Fact checker - A Fact Checking Engine (Universität Paderborn Semester Project) based on Wikipedia corpus , developed using NLTK and Wikipedia packages.
SNLP
Name | Matriculation Number |
---|---|
Ashish Kumar Shukla | 6844552 |
Alok Kumar Pandey | 6854287 |
- Python3
- Pip3
- Upgrade pip version with the current one. Execute below command -
python3 -m pip install -U pip
- Run setup.py to Install project related packages like nltk, wikipedia and other mentioned in requirements.txt.
python3 setup.py
-
Local Corpus Creation
-
Download the latest wikipedia dump. This is a bz2 archive, which contains a xml -file with the latest stand of the articles of wikipedia. https://dumps.wikimedia.org/enwiki/latest/enwiki-latest-pages-articles.xml.bz2
-
A warning: the latest such English Wikipedia database dump file is ~14 GB in size, so downloading, storing, and processing said file is not exactly trivial.
-
install gensim python package.
-
We wrote a simple python script create_corpus which uses gensim and the wikipedia dump file to create the corpus.
-
It might take several hours if you are trying to do it on cpu power.
-
Execute below command on terminal :
python3 create_corpus.py enwiki-latest-pages-articles.xml.bz2
-
-
Once the corpus is created we can validate the corpus with validate_corpus.py
python3 validate_corpus.py
-
If the wikipedia corpus is created locally we do the fact checking according to the local corpus otherwise Wikikipedia python package is used for fact checking.So in our project as processing of such a huge corpus consume more GPU and CPU power, we have used wikipedia package.
- For train data
pthon3 fact_checker.py train
- For test data
pthon3 fact_checker.py test
First we start with Tokenization , Given a character sequence and a defined document unit, tokenization is the task of chopping it up into pieces, called tokens , perhaps at the same time throwing away certain characters, such as punctuation.
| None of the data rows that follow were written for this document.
//! Async rendering.
//!
//! [`RenderFuture`] runs a whole render job on Tokio's blocking thread pool
//! via `tokio::task::spawn_blocking`, so CPU-heavy decoding and encoding never
//! ties up the runtime's cooperative task budget. The job itself still fans
//! out across its own worker pool exactly as the blocking
//! [`FrameRenderer::render`] does.
//!
//! # Example
//!
//! ```no_run
//! use animcard::{RenderError, RenderJob, RenderOptions, render_async};
//!
//! # async fn example() -> Result<(), RenderError> {
//! let source = std::fs::read("avatar.gif")?;
//! let job = RenderJob::new(source, "/tmp/avatar-cache");
//! let output = render_async(job, RenderOptions::new()).await?;
//! println!("Rendered {} frames", output.frames.len());
//! # Ok(())
//! # }
//! ```

use std::future::Future;
use std::pin::Pin;
use std::task::{Context, Poll};

use tokio::task::JoinHandle;

use crate::configuration::RenderOptions;
use crate::error::RenderError;
use crate::frame::RenderOutput;
use crate::render::{FrameRenderer, RenderJob};

/// A future that resolves to a finished render.
///
/// Created via [`FrameRenderer::render_async`] or [`render_async`]. Dropping
/// the future does not stop the job; use a
/// [`CancellationToken`](crate::CancellationToken) for that.
pub struct RenderFuture {
    handle: JoinHandle<Result<RenderOutput, RenderError>>,
}

impl Future for RenderFuture {
    type Output = Result<RenderOutput, RenderError>;

    fn poll(mut self: Pin<&mut Self>, cx: &mut Context<'_>) -> Poll<Self::Output> {
        Pin::new(&mut self.handle)
            .poll(cx)
            .map(|result| result.unwrap_or_else(|_| Err(RenderError::Cancelled)))
    }
}

impl FrameRenderer {
    /// Render `job` on a blocking thread.
    ///
    /// Must be called from within a Tokio runtime.
    pub fn render_async(&self, job: RenderJob) -> RenderFuture {
        let renderer = self.clone();
        let handle = tokio::task::spawn_blocking(move || renderer.render(&job));
        RenderFuture { handle }
    }
}

/// Render `job` with `options` on a blocking thread.
///
/// Must be called from within a Tokio runtime.
pub fn render_async(job: RenderJob, options: RenderOptions) -> RenderFuture {
    FrameRenderer::new(options).render_async(job)
}
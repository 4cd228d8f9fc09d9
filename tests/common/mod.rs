//! Shared fixtures for the integration tests.
//!
//! Sources are built in memory with the `image` encoders so the tests need no
//! fixture files on disk.

#![allow(dead_code)]

use std::io::Cursor;
use std::sync::atomic::{AtomicUsize, Ordering};

use animcard::{
    CodecDecoder, FrameIter, RenderError, ResourceGuard, SourceDecoder, SourceInfo,
};
use image::codecs::gif::GifEncoder;
use image::{Delay, Frame, ImageFormat, Rgba, RgbaImage};

/// Colour of frame `index` in [`animated_gif`] sources.
pub fn frame_colour(index: usize) -> Rgba<u8> {
    let step = (index * 23 % 256) as u8;
    Rgba([step, 255 - step, 64, 255])
}

/// A `width × height` animated GIF whose frames each carry one of `delays_ms`.
pub fn animated_gif_with_delays(width: u32, height: u32, delays_ms: &[u32]) -> Vec<u8> {
    let mut buffer = Vec::new();
    {
        let mut encoder = GifEncoder::new(&mut buffer);
        let frames = delays_ms.iter().enumerate().map(|(index, &delay)| {
            Frame::from_parts(
                RgbaImage::from_pixel(width, height, frame_colour(index)),
                0,
                0,
                Delay::from_numer_denom_ms(delay, 1),
            )
        });
        encoder
            .encode_frames(frames)
            .expect("Failed to encode fixture GIF");
    }
    buffer
}

/// A `width × height` animated GIF with `count` frames of 100 ms.
pub fn animated_gif(width: u32, height: u32, count: usize) -> Vec<u8> {
    animated_gif_with_delays(width, height, &vec![100; count])
}

/// A single-colour GIF animation, useful for compositing checks.
pub fn solid_gif(width: u32, height: u32, count: usize, colour: Rgba<u8>) -> Vec<u8> {
    let mut buffer = Vec::new();
    {
        let mut encoder = GifEncoder::new(&mut buffer);
        let frames = (0..count).map(|_| {
            Frame::from_parts(
                RgbaImage::from_pixel(width, height, colour),
                0,
                0,
                Delay::from_numer_denom_ms(100, 1),
            )
        });
        encoder
            .encode_frames(frames)
            .expect("Failed to encode fixture GIF");
    }
    buffer
}

/// Encode `image` as PNG.
pub fn png(image: &RgbaImage) -> Vec<u8> {
    let mut buffer = Vec::new();
    image::DynamicImage::ImageRgba8(image.clone())
        .write_to(&mut Cursor::new(&mut buffer), ImageFormat::Png)
        .expect("Failed to encode fixture PNG");
    buffer
}

/// A `width × height` APNG whose frames each carry one of `delays_ms`.
pub fn animated_png(width: u32, height: u32, delays_ms: &[u16]) -> Vec<u8> {
    let mut buffer = Vec::new();
    {
        let mut encoder = png::Encoder::new(&mut buffer, width, height);
        encoder.set_color(png::ColorType::Rgba);
        encoder.set_depth(png::BitDepth::Eight);
        encoder
            .set_animated(delays_ms.len() as u32, 0)
            .expect("Failed to mark fixture APNG animated");
        let mut writer = encoder
            .write_header()
            .expect("Failed to write fixture APNG header");
        for (index, &delay) in delays_ms.iter().enumerate() {
            let pixels: Vec<u8> = RgbaImage::from_pixel(width, height, frame_colour(index)).into_raw();
            writer
                .set_frame_delay(delay, 1000)
                .expect("Failed to set fixture APNG delay");
            writer
                .write_image_data(&pixels)
                .expect("Failed to write fixture APNG frame");
        }
        writer.finish().expect("Failed to finish fixture APNG");
    }
    buffer
}

/// Copy of an APNG with every `fdAT` zlib stream broken. Chunk headers and
/// the default image stay intact, so only a pixel decode notices.
pub fn damage_apng_frame_data(source: &[u8]) -> Vec<u8> {
    let mut damaged = source.to_vec();
    let mut offset = 8;
    while offset + 8 <= damaged.len() {
        let length = u32::from_be_bytes(
            damaged[offset..offset + 4]
                .try_into()
                .expect("Failed to read chunk length"),
        ) as usize;
        let body = offset + 8;
        // Sequence number, then the zlib header.
        if &damaged[offset + 4..offset + 8] == b"fdAT" && length >= 6 {
            damaged[body + 4] = 0xFF;
            damaged[body + 5] = 0xFF;
        }
        offset = body + length + 4;
    }
    damaged
}

/// Decode a rendered frame.
pub fn decode(bytes: &[u8]) -> RgbaImage {
    image::load_from_memory_with_format(bytes, ImageFormat::Png)
        .expect("Failed to decode rendered frame")
        .into_rgba8()
}

/// Wraps [`CodecDecoder`] to inject failures and count decoder openings.
#[derive(Default)]
pub struct FaultyDecoder {
    /// Frame indices that decode as errors.
    pub corrupt: Vec<u64>,
    /// Fail every `frames` call outright.
    pub fatal: bool,
    /// Panic when this frame index is reached.
    pub panic_at: Option<u64>,
    probes: AtomicUsize,
    openings: AtomicUsize,
}

impl FaultyDecoder {
    pub fn new() -> Self {
        Self::default()
    }

    pub fn corrupting(indices: &[u64]) -> Self {
        Self {
            corrupt: indices.to_vec(),
            ..Self::default()
        }
    }

    pub fn failing() -> Self {
        Self {
            fatal: true,
            ..Self::default()
        }
    }

    pub fn panicking_at(index: u64) -> Self {
        Self {
            panic_at: Some(index),
            ..Self::default()
        }
    }

    /// Number of times a worker opened a frame iterator.
    pub fn openings(&self) -> usize {
        self.openings.load(Ordering::SeqCst)
    }

    pub fn probes(&self) -> usize {
        self.probes.load(Ordering::SeqCst)
    }
}

impl SourceDecoder for FaultyDecoder {
    fn probe(&self, source: &[u8], guard: &ResourceGuard) -> Result<SourceInfo, RenderError> {
        self.probes.fetch_add(1, Ordering::SeqCst);
        CodecDecoder.probe(source, guard)
    }

    fn frames<'a>(
        &self,
        source: &'a [u8],
        guard: &ResourceGuard,
    ) -> Result<FrameIter<'a>, RenderError> {
        self.openings.fetch_add(1, Ordering::SeqCst);
        if self.fatal {
            return Err(RenderError::SourceDecode(
                "decoder backend unavailable".to_string(),
            ));
        }

        let corrupt = self.corrupt.clone();
        let panic_at = self.panic_at;
        let inner = CodecDecoder.frames(source, guard)?;
        Ok(Box::new(inner.enumerate().map(move |(index, frame)| {
            let index = index as u64;
            if panic_at == Some(index) {
                panic!("decoder crashed at frame {index}");
            }
            if corrupt.contains(&index) {
                return Err(RenderError::SourceDecode(format!(
                    "corrupt frame {index}"
                )));
            }
            frame
        })))
    }
}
Then we do POS Tagging , A Part-Of-Speech Tagger (POS Tagger) reads text in some language and assigns parts of speech to each word (and other token), such as noun, verb, adjective, etc.
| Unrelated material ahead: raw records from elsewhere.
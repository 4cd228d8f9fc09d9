//! Splitting the frame index space across workers.
//!
//! [`partition`] divides `[0, total)` into contiguous, non-overlapping
//! [`WorkRange`]s of near-equal size. [`partition_strided`] does the same for
//! a frame stride, keeping every range boundary on a multiple of the stride so
//! that stepping from each range's start visits exactly the sampled frames.

use std::fmt::{Display, Formatter, Result as FmtResult};
use std::iter::StepBy;
use std::ops::Range;

/// A contiguous slice `[start, end)` of source frame indices handed to one
/// worker task.
#[derive(Debug, Clone, Copy, PartialEq, Eq, Hash)]
pub struct WorkRange {
    /// First index in the range.
    pub start: u64,
    /// One past the last index in the range.
    pub end: u64,
}

impl WorkRange {
    /// Create a range. `start` must be less than `end`.
    pub fn new(start: u64, end: u64) -> Self {
        debug_assert!(start < end, "empty work range {start}..{end}");
        Self { start, end }
    }

    /// Number of indices covered.
    pub fn len(&self) -> u64 {
        self.end - self.start
    }

    /// Always `false` for a range built by [`partition`].
    pub fn is_empty(&self) -> bool {
        self.start >= self.end
    }

    /// Whether `index` falls inside the range.
    pub fn contains(&self, index: u64) -> bool {
        index >= self.start && index < self.end
    }

    /// Indices visited when stepping through the range by `stride`.
    pub fn sampled(&self, stride: u64) -> StepBy<Range<u64>> {
        (self.start..self.end).step_by(stride.max(1) as usize)
    }
}

impl Display for WorkRange {
    fn fmt(&self, f: &mut Formatter<'_>) -> FmtResult {
        write!(f, "{}..{}", self.start, self.end)
    }
}

/// Split `[0, total)` into at most `workers` contiguous ranges.
///
/// Range sizes differ by at most one, larger ranges first. Fewer than
/// `workers` ranges are returned when `total < workers`; none when `total`
/// is zero.
pub fn partition(total: u64, workers: usize) -> Vec<WorkRange> {
    let slots = (workers.max(1) as u64).min(total);
    if slots == 0 {
        return Vec::new();
    }

    let base = total / slots;
    let remainder = total % slots;

    let mut ranges = Vec::with_capacity(slots as usize);
    let mut start = 0;
    for slot in 0..slots {
        let length = base + u64::from(slot < remainder);
        ranges.push(WorkRange::new(start, start + length));
        start += length;
    }
    ranges
}

/// Number of frames sampled from `total_frames` at `stride`.
///
/// Only whole strides count: a stride larger than the frame count samples
/// nothing.
pub fn sampled_count(total_frames: u64, stride: u64) -> u64 {
    total_frames / stride.max(1)
}

/// Partition the sampled frames of a `total_frames` animation.
///
/// The returned ranges cover `[0, sampled_count * stride)` and start on a
/// multiple of `stride`, so [`WorkRange::sampled`] yields the global sample
/// set `{ k * stride }` with no frame visited twice.
pub fn partition_strided(total_frames: u64, stride: u64, workers: usize) -> Vec<WorkRange> {
    let stride = stride.max(1);
    partition(sampled_count(total_frames, stride), workers)
        .into_iter()
        .map(|range| WorkRange::new(range.start * stride, range.end * stride))
        .collect()
}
After that we implement noun phrase chunking to identify named entities , also know as NER recognition. To efficiently identify NE we have wrote our own grammer -
grammar = r"""
NBAR:
# Nouns and Adjectives, terminated with Nouns
{<NN.*>*<NN.*>}
NP:
{<NBAR>}
# Above, connected with in/of/etc...
{<NBAR><IN><NBAR>}
"""
Once we have named entities values we search the Wikipedia using the NE values. We take the first value from NE which is the subject , search it in the Wikipedia. It gives us the page of the subject an once we get the page , we search for other entities in the page , if the search is successful , our fact is TRUE otherwise its false.
Below are few examples of FN and TN, that are not part of Train or test Data -
*False Positive Examples
*Microsoft's appllication was Albuquerque, New Mexico.
*Larry Page is Google’s CEO
*Virat Kohli is Hockey player
*Mukesh Ambani is son of Nita Ambani
*Shah Rukh Khan was born in Pakistan
*False Negative Examples
*Bhagat Singh was a freedom Fighter
*Sachin Tendulkar’s birth place is Mumbai India
*Mahatma Gandhi’s death place is India
*Narendra Modi was a TeaMaker
*Rahul Gandhi is Cambridge graduate